En la sociedad actual, donde impera la inmediatez de la imagen, se desdibuja la diferencia entre lo público y lo privado. Se hace de lo privado espectáculo, un bien de consumo donde nada parece estar prohibido. El sujeto queda fragmentado en una serie de fotogramas aislados o intenta fusionarse a través de los mismos en un supuesto relato que le atrapa y constriñe en eso que da a ver.  Se desdibujan los diques en una inmediatez cuya espacialidad y temporalidad se homogenizan bajo el imperativo del cambio perpetuo. Pero la consistencia viene dada por los que miran, por los otros convertidos ya en espectadores, con los que establecemos relaciones cada vez más distantes en una suerte de comunidad virtual.

Quedamos atrapados en nuestra soledad y confrontados a un profundo vacío, que nos devuelve a la individualidad hecha mercancía. Ante esto buscamos pertenecer a algo que nos exceda y nos permita un encuentro real con los otros. Como una posible salida, hacemos un llamado a leyes exteriores que nos orienten y amparen en lo social. Pero las leyes nunca nos recogen en su totalidad, siempre guardan cierta tensión con lo individual, con el caso a caso, pues conforman un sistema que pretende responder a un universal, a un para todos.

Este para todos de la ley pretende sancionar toda conducta que haga de los otros meros objetos, limitando así lo individual e inscribiéndolo en lo social. Pasando cada cual a ser responsable ante los otros, mediante la reparación o la sanción como medio de coerción.

¿Pero qué pasa cuando una sociedad admite que se haga de sus leyes un espectáculo mercantil a cambio de un puñado de votos, desentendiéndose de los derechos fundamentales? Que las leyes desdibujan sus límites, se reducen igualmente a una mera apariencia y se tornan especulativas. Dejan de dar seguridad respecto de la paridad en su cumplimiento.
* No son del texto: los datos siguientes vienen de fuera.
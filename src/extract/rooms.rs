use regex::Regex;
use std::sync::LazyLock;

/// Room layout in the local `bedrooms+living` notation.
#[derive(Debug, Clone, PartialEq, Eq)]
pub struct Rooms {
    pub label: String,
    pub bedrooms: i64,
    pub living: i64,
}

static STUDIO: LazyLock<Regex> = LazyLock::new(|| Regex::new(r"(?i)studio|студи[яюи]").unwrap());
static PLUS: LazyLock<Regex> = LazyLock::new(|| Regex::new(r"(\d)\s*\+\s*(\d)").unwrap());
static COUNT: LazyLock<Regex> =
    LazyLock::new(|| Regex::new(r"(?i)(\d)\s*-?\s*(?:комн|rooms?\b)").unwrap());

pub fn extract_rooms(text: &str) -> Option<Rooms> {
    if STUDIO.is_match(text) {
        return Some(Rooms {
            label: "studio".to_string(),
            bedrooms: 0,
            living: 1,
        });
    }

    if let Some(caps) = PLUS.captures(text) {
        let bedrooms: i64 = caps[1].parse().ok()?;
        let living: i64 = caps[2].parse().ok()?;
        return Some(Rooms {
            label: format!("{}+{}", bedrooms, living),
            bedrooms,
            living,
        });
    }

    // "N rooms" counts bedrooms; the living room is implied.
    let caps = COUNT.captures(text)?;
    let bedrooms: i64 = caps[1].parse().ok()?;
    Some(Rooms {
        label: format!("{}+1", bedrooms),
        bedrooms,
        living: 1,
    })
}

#[cfg(test)]
mod tests {
    use super::*;

    #[test]
    fn test_studio() {
        let rooms = extract_rooms("studio apartment").unwrap();
        assert_eq!(rooms.label, "studio");
        assert_eq!(rooms.bedrooms, 0);
        assert_eq!(rooms.living, 1);
    }

    #[test]
    fn test_room_count_implies_living() {
        let rooms = extract_rooms("2 комнаты").unwrap();
        assert_eq!(rooms.label, "2+1");
        assert_eq!(rooms.bedrooms, 2);
        assert_eq!(rooms.living, 1);

        assert_eq!(extract_rooms("3-комнатная").unwrap().label, "3+1");
        assert_eq!(extract_rooms("1 room flat").unwrap().label, "1+1");
    }

    #[test]
    fn test_plus_notation_is_literal() {
        let rooms = extract_rooms("Квартира 3 + 2, 110 м2").unwrap();
        assert_eq!(rooms.label, "3+2");
        assert_eq!(rooms.bedrooms, 3);
        assert_eq!(rooms.living, 2);
    }

    #[test]
    fn test_no_rooms() {
        assert_eq!(extract_rooms("Продается участок"), None);
    }
}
Recurrimos entonces a un intento ideal, furibundo y desesperado por restituir la pretendida totalidad de la ley, a través de la proliferación sin límites de leyes que intenten nombrarlo todo, tipificarlo todo, no dejando por fuera de sí ninguna falla propia del sujeto. Colocamos al sujeto como el enemigo de la comunidad, dentro de la comunidad; nos convertirnos en policías y jueces de los otros. Pero, como le ocurre al sujeto, ninguna palabra o ley puede llegar a representarle en su totalidad, ni le aleja de la responsabilidad, sea desde el alcance de su enunciación o por su desconocimiento.

El problema quizá sea que dicha deriva no va a la raíz de lo que está en juego. La necesidad constante de proyectarnos como objetos de consumo a través de imágenes, sin el recurso a un discurso subjetivo que nos permita la narración y el diálogo con otros. Discurso que introduce la diferencia, mediante el uso de nuestra palabra guiada por nuestro deseo, consciente o inconsciente, y sus consecuencias en lo colectivo.

Este cuestionamiento, su desvelamiento, su comprensión y la creación de discurso que permite el cambio, es uno de los caminos que se emprenden en psicoanálisis.